The lines you return should be those containing the string "tokio", taken from the data below.

* **Record extracts**:
————

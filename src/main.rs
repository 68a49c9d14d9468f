//! hellodb Binary Entry Point
//!
//! Connects, creates the `names` table, inserts the demo row, prints the
//! name looked up for its id and closes the connection.

use std::time::Duration;

use clap::Parser;
use hellodb::config::parse_duration;
use hellodb::{AppConfig, DatabaseDriver, Session};
use tracing_subscriber::{layer::SubscriberExt, util::SubscriberInitExt};

/// hellodb - minimal database client demo
#[derive(Parser, Debug)]
#[command(name = "hellodb", version, about, long_about = None)]
struct Cli {
    /// Path to configuration file (built-in defaults when omitted)
    #[arg(short, long, env = "HELLODB_CONFIG")]
    config: Option<String>,

    /// Database driver: postgres or sqlite (overrides config file)
    #[arg(long, env = "HELLODB_DRIVER")]
    driver: Option<DatabaseDriver>,

    /// Server port (overrides config file)
    #[arg(long, env = "HELLODB_PORT")]
    port: Option<u16>,

    /// Database name or SQLite path (overrides config file)
    #[arg(long, env = "HELLODB_DATABASE")]
    database: Option<String>,

    /// User name (overrides config file)
    #[arg(long, env = "HELLODB_USER")]
    user: Option<String>,

    /// Password (overrides config file)
    #[arg(long, env = "HELLODB_PASSWORD", hide_env_values = true)]
    password: Option<String>,

    /// Connect timeout, e.g. "5s" or "1m" (overrides config file)
    #[arg(long, env = "HELLODB_CONNECT_TIMEOUT", value_parser = parse_duration)]
    connect_timeout: Option<Duration>,
}

#[tokio::main]
async fn main() -> Result<(), Box<dyn std::error::Error>> {
    // Initialize tracing
    tracing_subscriber::registry()
        .with(
            tracing_subscriber::EnvFilter::try_from_default_env()
                .unwrap_or_else(|_| "info,hellodb=debug".into()),
        )
        .with(tracing_subscriber::fmt::layer())
        .init();

    // Parse CLI arguments
    let cli = Cli::parse();

    let mut config = match cli.config {
        Some(ref path) => {
            tracing::info!("Loading configuration from: {}", path);
            AppConfig::load(path)?
        }
        None => AppConfig::default(),
    };

    // Apply CLI/env overrides (CLI > ENV > config file)
    if let Some(driver) = cli.driver {
        config.database.driver = driver;
    }
    if let Some(port) = cli.port {
        config.database.port = Some(port);
    }
    if let Some(database) = cli.database {
        config.database.name = database;
    }
    if let Some(user) = cli.user {
        config.database.user = user;
    }
    if let Some(password) = cli.password {
        config.database.password = password;
    }
    if let Some(timeout) = cli.connect_timeout {
        config.database.connect_timeout = timeout;
    }
    config.validate()?;

    let target = config.database.target();
    let credentials = config.database.credentials();

    let mut session = Session::open(&target, &credentials).await?;
    tracing::info!(
        "Session open: driver={}, database={}, schema={}, user={}",
        session.target().driver,
        session.target().database,
        session.target().schema,
        session.user()
    );

    session.create_name_table().await;
    session
        .insert_name(config.demo.id, &config.demo.name)
        .await;

    let name = session.get_name(config.demo.id).await?;
    println!(
        "Name for ID={} is: {}",
        config.demo.id,
        name.as_deref().unwrap_or("null")
    );

    session.close().await?;
    Ok(())
}
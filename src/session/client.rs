//! Database session over a single sqlx connection.

use sqlx::any::{AnyConnectOptions, install_default_drivers};
use sqlx::{AnyConnection, ConnectOptions, Connection, Row};

use crate::session::statements::Statements;
use crate::session::{ConnectTarget, Credentials, SessionError, StatementOutcome};

/// One live connection plus the target and user it was opened with.
///
/// The connection is owned exclusively by the session. [`Session::close`]
/// consumes it, so no operation can run on a closed session.
pub struct Session {
    conn: AnyConnection,
    target: ConnectTarget,
    user: String,
    redacted_url: String,
    statements: Statements,
}

impl std::fmt::Debug for Session {
    fn fmt(&self, f: &mut std::fmt::Formatter<'_>) -> std::fmt::Result {
        f.debug_struct("Session")
            .field("target", &self.redacted_url)
            .field("user", &self.user)
            .finish_non_exhaustive()
    }
}

impl Session {
    /// Connect to `database` on the loopback Postgres-wire server as `user`.
    ///
    /// The session's schema is `testSchema`.
    ///
    /// # Errors
    /// Returns a connection-level [`SessionError`] if the server is
    /// unreachable or rejects the credentials.
    pub async fn connect(
        user: &str,
        password: &str,
        database: &str,
    ) -> Result<Self, SessionError> {
        Self::open(
            &ConnectTarget::postgres(database),
            &Credentials::new(user, password),
        )
        .await
    }

    /// Open a session against an arbitrary target.
    ///
    /// # Errors
    /// Returns a connection-level [`SessionError`] if the URL cannot be
    /// built, the connect attempt fails, or it exceeds the target's timeout.
    pub async fn open(
        target: &ConnectTarget,
        credentials: &Credentials,
    ) -> Result<Self, SessionError> {
        install_default_drivers();

        let url = target.connection_url(credentials)?;
        let redacted_url = target.redacted_url(credentials);

        if !target.driver.is_server() {
            tracing::debug!(
                "Driver '{}' ignores user, password and schema '{}'",
                target.driver,
                target.schema
            );
        }

        let options =
            AnyConnectOptions::from_url(&url).map_err(|source| SessionError::Connection {
                target: redacted_url.clone(),
                source,
            })?;

        tracing::debug!("Connecting to {}", redacted_url);

        let conn = tokio::time::timeout(target.connect_timeout, options.connect())
            .await
            .map_err(|_| SessionError::ConnectTimeout {
                target: redacted_url.clone(),
                timeout: target.connect_timeout,
            })?
            .map_err(|source| SessionError::Connection {
                target: redacted_url.clone(),
                source,
            })?;

        tracing::info!("Connected to {} as '{}'", redacted_url, credentials.user);

        Ok(Self {
            conn,
            target: target.clone(),
            user: credentials.user.clone(),
            redacted_url,
            statements: Statements::for_driver(target.driver),
        })
    }

    /// Create the two-column `names` table.
    ///
    /// Failures are logged and swallowed; the outcome says which branch ran.
    pub async fn create_name_table(&mut self) -> StatementOutcome {
        match self.try_create_name_table().await {
            Ok(()) => {
                tracing::debug!("Created table 'names'");
                StatementOutcome::Applied
            }
            Err(e) => {
                tracing::warn!("Skipping table creation: {}", e);
                StatementOutcome::from_error(&e)
            }
        }
    }

    /// Insert one `(id, name)` row. The id must be unique.
    ///
    /// Failures (duplicate id, missing table, ...) are logged and swallowed,
    /// leaving the row absent.
    pub async fn insert_name(&mut self, id: i32, name: &str) -> StatementOutcome {
        match self.try_insert_name(id, name).await {
            Ok(()) => {
                tracing::debug!("Inserted row ({}, '{}') into 'names'", id, name);
                StatementOutcome::Applied
            }
            Err(e) => {
                tracing::warn!("Skipping insert...");
                tracing::debug!("Insert of id {} failed: {}", id, e);
                StatementOutcome::from_error(&e)
            }
        }
    }

    /// Name stored for `id`, or `None` if no row matches.
    ///
    /// # Errors
    /// Returns [`SessionError::Query`] if the lookup fails.
    pub async fn get_name(&mut self, id: i32) -> Result<Option<String>, SessionError> {
        let row = sqlx::query(self.statements.select)
            .bind(id)
            .fetch_optional(&mut self.conn)
            .await
            .map_err(SessionError::Query)?;

        let name = row
            .map(|row| row.try_get::<Option<String>, _>(0))
            .transpose()
            .map_err(SessionError::Query)?
            .flatten();

        Ok(name)
    }

    /// Release the connection.
    ///
    /// # Errors
    /// Returns [`SessionError::Close`] if the driver fails to shut down cleanly.
    pub async fn close(self) -> Result<(), SessionError> {
        tracing::info!("Closing connection to {}", self.redacted_url);
        self.conn.close().await.map_err(SessionError::Close)
    }

    pub fn target(&self) -> &ConnectTarget {
        &self.target
    }

    pub fn user(&self) -> &str {
        &self.user
    }

    async fn try_create_name_table(&mut self) -> Result<(), sqlx::Error> {
        let sql = self.statements.create_table;
        // Uncommitted transactions roll back on drop.
        let mut tx = self.conn.begin().await?;
        sqlx::query(sql).execute(&mut *tx).await?;
        tx.commit().await
    }

    async fn try_insert_name(&mut self, id: i32, name: &str) -> Result<(), sqlx::Error> {
        let sql = self.statements.insert;
        let mut tx = self.conn.begin().await?;
        sqlx::query(sql)
            .bind(id)
            .bind(name)
            .execute(&mut *tx)
            .await?;
        tx.commit().await
    }
}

————

* **Exercise answer**:
#[tokio::main]
        let conn = tokio::time::timeout(target.connect_timeout, options.connect())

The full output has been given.